Leave out every line before the one that contains "let millis = ms % 1_000;". Please restate that line and the rest of the data word for word, through the end.
Source records START
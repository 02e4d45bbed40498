//! 时间戳格式化
//!
//! 输出文件与日志里程碑统一使用 `yyyy-MM-dd-HH-mm-ss-SSS`（UTC）。

use std::time::{SystemTime, UNIX_EPOCH};

/// 当前时刻的时间戳字符串。
pub fn timestamp() -> String {
    let ms = SystemTime::now()
        .duration_since(UNIX_EPOCH)
        .map(|d| d.as_millis() as u64)
        .unwrap_or(0);
    format_epoch_millis(ms)
}

/// 把 UNIX 毫秒格式化为 `yyyy-MM-dd-HH-mm-ss-SSS`。
pub fn format_epoch_millis(ms: u64) -> String {
    let millis = ms % 1_000;
    let secs = ms / 1_000;
    let (hour, minute, second) = (secs / 3_600 % 24, secs / 60 % 60, secs % 60);
    let (year, month, day) = civil_from_days((secs / 86_400) as i64);
    format!("{year:04}-{month:02}-{day:02}-{hour:02}-{minute:02}-{second:02}-{millis:03}")
}

/// 公历换算：以 400 年（146097 天）为一个纪元。
fn civil_from_days(z: i64) -> (i64, u32, u32) {
    let z = z + 719_468;
    let era = (if z >= 0 { z } else { z - 146_096 }) / 146_097;
    let doe = z - era * 146_097; // [0, 146096]
    let yoe = (doe - doe / 1_460 + doe / 36_524 - doe / 146_096) / 365; // [0, 399]
    let doy = doe - (365 * yoe + yoe / 4 - yoe / 100); // [0, 365]
    let mp = (5 * doy + 2) / 153; // [0, 11]
    let day = (doy - (153 * mp + 2) / 5 + 1) as u32; // [1, 31]
    let month = (if mp < 10 { mp + 3 } else { mp - 9 }) as u32; // [1, 12]
    let year = yoe + era * 400 + i64::from(month <= 2);
    (year, month, day)
}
Source records END
Task result>
    let millis = ms % 1_000;
    let secs = ms / 1_000;
    let (hour, minute, second) = (secs / 3_600 % 24, secs / 60 % 60, secs % 60);
    let (year, month, day) = civil_from_days((secs / 86_400) as i64);
    format!("{year:04}-{month:02}-{day:02}-{hour:02}-{minute:02}-{second:02}-{millis:03}")
}

/// 公历换算：以 400 年（146097 天）为一个纪元。
fn civil_from_days(z: i64) -> (i64, u32, u32) {
    let z = z + 719_468;
    let era = (if z >= 0 { z } else { z - 146_096 }) / 146_097;
    let doe = z - era * 146_097; // [0, 146096]
    let yoe = (doe - doe / 1_460 + doe / 36_524 - doe / 146_096) / 365; // [0, 399]
    let doy = doe - (365 * yoe + yoe / 4 - yoe / 100); // [0, 365]
    let mp = (5 * doy + 2) / 153; // [0, 11]
    let day = (doy - (153 * mp + 2) / 5 + 1) as u32; // [1, 31]
    let month = (if mp < 10 { mp + 3 } else { mp - 9 }) as u32; // [1, 12]
    let year = yoe + era * 400 + i64::from(month <= 2);
    (year, month, day)
}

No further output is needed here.